Le sapin scintillant, la neige d'argent

Noël, mon beau rêve blanc



Oh ! Quand j'entends sonner au ciel

L'heure où le bon vieillard descend

Je revois tes yeux clairs, Maman

Et je songe à d'autres Noëls blancs »



Quand j’étais petite fille, la veillée de noël se passait, jusqu’à ce que l’âge les empêche de poursuivre cette tradition et que ma mère prenne à son tour le relais, chez mes arrière-grands-parents, qui vivaient dans un petit village du sud du Lot-et-Garonne. Nous arrivions vers 19h, pour que les adultes puissent aider grand-mamie à préparer la soirée, tandis qu’avec la tribu des cousins et cousines, nous jouions et discutions, assis en cercle autour du sapin dont nous admirions les lumières clignotantes et la variété des décorations suspendues à ses branches : boules de verre multicolores, douces guirlandes argentées, pommes de pin recouvertes de peinture dorée, petit sujets de bois vernis …



« Mon beau sapin, roi des forêts

Que j’aime ta verdure.

Quand par l’hiver, bois et guérets

Sont dépouillés de leurs attraits

Mon beau sapin, roi des forêts,

Tu gardes ta parure»



A voix basse et les yeux brillants d’excitation, nous répétions les vœux de nos lettres postées quelques semaines plus tôt, espérant les voir se réaliser bientôt… Nous avions ensuite, nous, les plus jeunes, l’obligation d’avaler un grand bol de soupe maison, accompagné d’un morceau de fromage avec du pain. Puis, vers 20h45, nous partions en famille assister à la messe chrétienne, suivant notre aïeule pour laquelle c’était un passage obligatoire en cette nuit sacrée. Nous nous rendions à pieds jusqu’à la petite Eglise du village, rejoignant la file des voisins qui empruntaient le même chemin, le long de rues froides et brumeuses, éclairées par quelques pâles lampadaires. Nous chantions pour nous réchauffer, et devant nos bouches enfantines, nos souffles formaient de petits nuages ronds.

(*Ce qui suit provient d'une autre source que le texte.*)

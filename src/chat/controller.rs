// Chat stream controller
//
// Received -> Validating -> Resolving -> Assembling -> Streaming -> Completed | Failed
//
// Everything up to assembly happens before the response is committed and
// fails with a `ChatError`. Once a `ChatStream` is returned, failures travel
// in-band as `ChatEvent::Error`.

use anyhow::Result;
use futures::stream::{self, BoxStream, Stream, StreamExt};
use std::pin::Pin;
use std::sync::Arc;
use std::task::{Context, Poll};
use std::time::Duration;
use tokio::sync::mpsc;
use tokio::time::Instant;

use super::error::ChatError;
use super::events::ChatEvent;
use super::request::{ChatRequest, PortfolioSource};
use crate::config::Config;
use crate::instruction::{self, ContentPolicy, Instruction};
use crate::portfolio::{ContextItem, Portfolio, PortfolioFiles, PortfolioStore};
use crate::providers::{LlmProvider, ProviderRequest, StreamChunk};

/// Per-exchange settings taken from configuration
#[derive(Debug, Clone)]
pub struct ChatSettings {
    /// Bound on one exchange, counted from request receipt
    pub request_timeout: Duration,
    pub max_tokens: u32,
    /// Model override; provider default when unset
    pub model: Option<String>,
    pub temperature: Option<f32>,
    pub content_policy: ContentPolicy,
}

impl Default for ChatSettings {
    fn default() -> Self {
        Self {
            request_timeout: Duration::from_secs(crate::config::constants::DEFAULT_REQUEST_TIMEOUT_SECS),
            max_tokens: crate::config::constants::DEFAULT_MAX_TOKENS,
            model: None,
            temperature: None,
            content_policy: ContentPolicy::default(),
        }
    }
}

impl ChatSettings {
    pub fn from_config(config: &Config) -> Self {
        Self {
            request_timeout: config.server.request_timeout(),
            max_tokens: config.assistant.max_tokens,
            model: config.assistant.model.clone(),
            temperature: config.assistant.temperature,
            content_policy: config.assistant.content_policy(),
        }
    }

    pub fn with_request_timeout(mut self, timeout: Duration) -> Self {
        self.request_timeout = timeout;
        self
    }
}

/// Records a chat turn is grounded on
#[derive(Debug, Clone, PartialEq)]
pub struct ResolvedPortfolio {
    pub portfolio: Portfolio,
    pub contexts: Vec<ContextItem>,
    pub files: PortfolioFiles,
}

/// Drives one chat exchange per request. Holds no per-conversation state.
#[derive(Clone)]
pub struct ChatController {
    store: Arc<dyn PortfolioStore>,
    provider: Arc<dyn LlmProvider>,
    settings: ChatSettings,
}

impl ChatController {
    pub fn new(
        store: Arc<dyn PortfolioStore>,
        provider: Arc<dyn LlmProvider>,
        settings: ChatSettings,
    ) -> Self {
        Self {
            store,
            provider,
            settings,
        }
    }

    pub fn settings(&self) -> &ChatSettings {
        &self.settings
    }

    pub fn provider_name(&self) -> &str {
        self.provider.name()
    }

    /// Handle a raw `POST /chat` body
    pub async fn handle(&self, body: &[u8]) -> Result<ChatStream, ChatError> {
        let received_at = Instant::now();
        let request = ChatRequest::from_json(body)?;
        self.run(request, received_at).await
    }

    /// Handle an already parsed request
    pub async fn handle_request(&self, request: ChatRequest) -> Result<ChatStream, ChatError> {
        let received_at = Instant::now();
        request.validate()?;
        self.run(request, received_at).await
    }

    /// Resolve a portfolio and its context from the store
    pub async fn resolve(&self, key: &str) -> Result<ResolvedPortfolio, ChatError> {
        let portfolio = self
            .store
            .get_portfolio(key)
            .await
            .map_err(ChatError::store)?
            .ok_or_else(|| ChatError::NotFound {
                key: key.to_string(),
            })?;

        let resume_url = async {
            match portfolio.resume.as_deref() {
                Some(path) => self.store.file_url(path).await,
                None => Ok(None),
            }
        };
        let (contexts, resume_url) =
            tokio::try_join!(self.store.list_contexts(&portfolio.id), resume_url)
                .map_err(ChatError::store)?;

        Ok(ResolvedPortfolio {
            portfolio,
            contexts,
            files: PortfolioFiles { resume_url },
        })
    }

    /// Render the instruction a chat with this portfolio would use
    pub fn instruction_for(&self, resolved: &ResolvedPortfolio) -> Result<Instruction, ChatError> {
        let instruction = instruction::assemble(
            Some(&resolved.portfolio),
            &resolved.contexts,
            &resolved.files,
            &self.settings.content_policy,
        )?;
        Ok(instruction)
    }

    async fn run(&self, request: ChatRequest, received_at: Instant) -> Result<ChatStream, ChatError> {
        let deadline = received_at + self.settings.request_timeout;
        let mode = request.source.mode();

        let resolved = match request.source {
            PortfolioSource::Lookup { key } => {
                tracing::debug!(portfolio = %key, "Resolving portfolio");
                tokio::time::timeout_at(deadline, self.resolve(&key))
                    .await
                    .map_err(|_| ChatError::Timeout {
                        secs: self.settings.request_timeout.as_secs(),
                    })??
            }
            PortfolioSource::Inline {
                portfolio,
                contexts,
                files,
            } => ResolvedPortfolio {
                portfolio,
                contexts,
                files,
            },
        };

        let instruction = self.instruction_for(&resolved)?;
        tracing::info!(
            portfolio = %resolved.portfolio.slug,
            mode,
            contexts = resolved.contexts.len(),
            messages = request.messages.len(),
            guarded = instruction.is_guarded(),
            "Starting chat stream"
        );

        let mut provider_request = ProviderRequest::new(request.messages)
            .with_system(instruction.into_string())
            .with_max_tokens(self.settings.max_tokens);
        if let Some(model) = &self.settings.model {
            provider_request = provider_request.with_model(model.clone());
        }
        if let Some(temperature) = self.settings.temperature {
            provider_request = provider_request.with_temperature(temperature);
        }

        Ok(ChatStream::new(
            Arc::clone(&self.provider),
            provider_request,
            deadline,
            self.settings.request_timeout,
        ))
    }
}

/// Streamed response of one chat exchange.
///
/// Yields at most one `Start`, any number of `TextDelta`s and exactly one
/// terminal `Finished` or `Error`. The provider call is opened on first poll;
/// dropping the stream releases the provider's channel.
pub struct ChatStream {
    message_id: String,
    inner: BoxStream<'static, ChatEvent>,
}

impl ChatStream {
    fn new(
        provider: Arc<dyn LlmProvider>,
        request: ProviderRequest,
        deadline: Instant,
        timeout: Duration,
    ) -> Self {
        let message_id = format!("msg-{}", uuid::Uuid::new_v4().simple());
        let relay = Relay {
            state: RelayState::Opening { provider, request },
            message_id: message_id.clone(),
            deadline,
            timeout,
            increments: 0,
        };
        Self {
            message_id,
            inner: stream::unfold(relay, Relay::step).boxed(),
        }
    }

    pub fn message_id(&self) -> &str {
        &self.message_id
    }
}

impl Stream for ChatStream {
    type Item = ChatEvent;

    fn poll_next(mut self: Pin<&mut Self>, cx: &mut Context<'_>) -> Poll<Option<Self::Item>> {
        self.inner.poll_next_unpin(cx)
    }
}

enum RelayState {
    Opening {
        provider: Arc<dyn LlmProvider>,
        request: ProviderRequest,
    },
    Streaming {
        rx: mpsc::Receiver<Result<StreamChunk>>,
    },
    Done,
}

struct Relay {
    state: RelayState,
    message_id: String,
    deadline: Instant,
    timeout: Duration,
    increments: usize,
}

impl Relay {
    async fn step(mut self) -> Option<(ChatEvent, Self)> {
        let event = match &mut self.state {
            RelayState::Done => return None,
            RelayState::Opening { provider, request } => {
                let opened =
                    tokio::time::timeout_at(self.deadline, provider.send_message_stream(request))
                        .await;
                match opened {
                    Ok(Ok(rx)) => {
                        tracing::debug!(message_id = %self.message_id, "Provider stream opened");
                        self.state = RelayState::Streaming { rx };
                        ChatEvent::Start {
                            message_id: self.message_id.clone(),
                        }
                    }
                    Ok(Err(e)) => {
                        tracing::warn!(error = %format!("{:#}", e), "Provider request failed");
                        self.fail("The language model request failed")
                    }
                    Err(_) => self.time_out(),
                }
            }
            RelayState::Streaming { rx } => loop {
                match tokio::time::timeout_at(self.deadline, rx.recv()).await {
                    Ok(Some(Ok(StreamChunk::TextDelta(text)))) => {
                        if text.is_empty() {
                            continue;
                        }
                        self.increments += 1;
                        break ChatEvent::TextDelta(text);
                    }
                    Ok(Some(Ok(StreamChunk::Finished { stop_reason }))) => {
                        tracing::debug!(
                            message_id = %self.message_id,
                            increments = self.increments,
                            "Chat stream completed"
                        );
                        self.state = RelayState::Done;
                        break ChatEvent::Finished {
                            finish_reason: stop_reason.unwrap_or_else(|| "stop".to_string()),
                        };
                    }
                    Ok(Some(Err(e))) => {
                        tracing::warn!(error = %format!("{:#}", e), "Provider stream failed");
                        break self.fail("The language model stream was interrupted");
                    }
                    Ok(None) => {
                        tracing::warn!("Provider stream closed without completing");
                        break self.fail("The language model stream ended unexpectedly");
                    }
                    Err(_) => break self.time_out(),
                }
            },
        };
        Some((event, self))
    }

    fn fail(&mut self, message: &str) -> ChatEvent {
        self.state = RelayState::Done;
        ChatEvent::Error {
            message: message.to_string(),
        }
    }

    fn time_out(&mut self) -> ChatEvent {
        tracing::warn!(
            message_id = %self.message_id,
            timeout_secs = self.timeout.as_secs(),
            increments = self.increments,
            "Chat stream timed out"
        );
        let message = format!("Response timed out after {}s", self.timeout.as_secs());
        self.fail(&message)
    }
}

impl Drop for Relay {
    fn drop(&mut self) {
        if !matches!(self.state, RelayState::Done) {
            tracing::debug!(
                message_id = %self.message_id,
                increments = self.increments,
                "Client went away, releasing provider stream"
            );
        }
    }
}
// Insufficient-context guard
//
// Decides whether a portfolio carries enough text for the assistant to say
// anything grounded about its owner.

use serde::{Deserialize, Serialize};

use crate::portfolio::{ContextItem, Portfolio};

/// Reply forced when a portfolio has nothing meaningful to draw from.
pub const INSUFFICIENT_CONTEXT_REPLY: &str = "I'm sorry, but this portfolio doesn't have enough \
information for me to answer that yet. Please check back once the owner has added more details.";

/// Threshold for the insufficient-context guard
#[derive(Debug, Clone, Copy, PartialEq, Eq, Serialize, Deserialize)]
pub struct ContentPolicy {
    /// Minimum non-whitespace characters across `about` and all context values.
    /// Below this the instruction forces `INSUFFICIENT_CONTEXT_REPLY`.
    pub min_content_chars: usize,
}

impl Default for ContentPolicy {
    fn default() -> Self {
        Self {
            min_content_chars: 1,
        }
    }
}

impl ContentPolicy {
    pub fn new(min_content_chars: usize) -> Self {
        Self { min_content_chars }
    }

    /// True when the portfolio's text falls below the threshold
    pub fn is_insufficient(&self, portfolio: &Portfolio, contexts: &[ContextItem]) -> bool {
        content_chars(portfolio, contexts) < self.min_content_chars
    }
}

/// Count of non-whitespace characters in `about` plus every context value.
///
/// Context names are labels, not content: a portfolio made of empty
/// "Skills:" and "Experience:" items still has nothing to say.
pub fn content_chars(portfolio: &Portfolio, contexts: &[ContextItem]) -> usize {
    let count = |s: &str| s.chars().filter(|c| !c.is_whitespace()).count();
    count(&portfolio.about) + contexts.iter().map(|c| count(&c.value)).sum::<usize>()
}

#[cfg(test)]
mod tests {
    use super::*;

    fn portfolio(about: &str) -> Portfolio {
        Portfolio::new("p-1", "ada", "Ada", about)
    }

    #[test]
    fn test_whitespace_only_is_insufficient() {
        let contexts = vec![
            ContextItem::new("Skills", "   "),
            ContextItem::new("Experience", "\n\t"),
        ];
        let policy = ContentPolicy::default();
        assert_eq!(content_chars(&portfolio("  "), &contexts), 0);
        assert!(policy.is_insufficient(&portfolio("  "), &contexts));
    }

    #[test]
    fn test_any_text_passes_default_policy() {
        let policy = ContentPolicy::default();
        assert!(!policy.is_insufficient(&portfolio("x"), &[]));
        assert!(!policy.is_insufficient(
            &portfolio(""),
            &[ContextItem::new("Role", "Engineer")]
        ));
    }

    #[test]
    fn test_context_names_do_not_count() {
        let contexts = vec![ContextItem::new("A very long label", "")];
        assert_eq!(content_chars(&portfolio(""), &contexts), 0);
    }

    #[test]
    fn test_raised_threshold() {
        let policy = ContentPolicy::new(20);
        // "Engineer" + "Rust" = 12 non-whitespace chars
        let contexts = vec![ContextItem::new("Stack", "Rust")];
        assert!(policy.is_insufficient(&portfolio("Engineer"), &contexts));
        assert!(!policy.is_insufficient(
            &portfolio("Engineer building compilers"),
            &contexts
        ));
    }
}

« Vive le Vent, vive le vent, vive le vent d’hiver,

Qui s’en va, sifflant, soufflant, dans les grands sapins verts

Vive le Vent, vive le vent, vive le vent d’hiver,

Boule de neige et jour de l’an, et bonne année grand-mère !

Sur le long chemin tout blanc de neige blanche

Un vieux monsieur s’avance avec sa canne dans la main

Et tout là-haut le vent qui siffle dans les branches

Lui souffle la romance qu’il chantait petit enfant.»



Nous arrivions devant le porche de l’Eglise où, quelques minutes plus tard, le son des cloches carillonnantes nous invitait à pénétrer. Tandis que nos mères et grands-mères s’avançaient vers les bancs de devant, nous restions au fond avec nos pères. Ils voyaient ainsi un moyen de pouvoir s’éclipser à tour de rôle quelques dizaines de minutes, quand le prêche du curé commençait de les ennuyer… Nous, les enfants, nous étions ravis de pouvoir regarder la crèche, tout en écoutant l’histoire de la naissance de Jésus qui ne nous semblait pas tellement éloignée des contes que nos parents nous lisaient. Ce qui nous plaisait surtout, c’était de croquer le morceau de pain à l’anis, spécialement préparé par le boulanger le jour même, et de chanter les cantiques, nos voix s’élevant pour résonner sous la voute de l’Eglise illuminée et glaciale…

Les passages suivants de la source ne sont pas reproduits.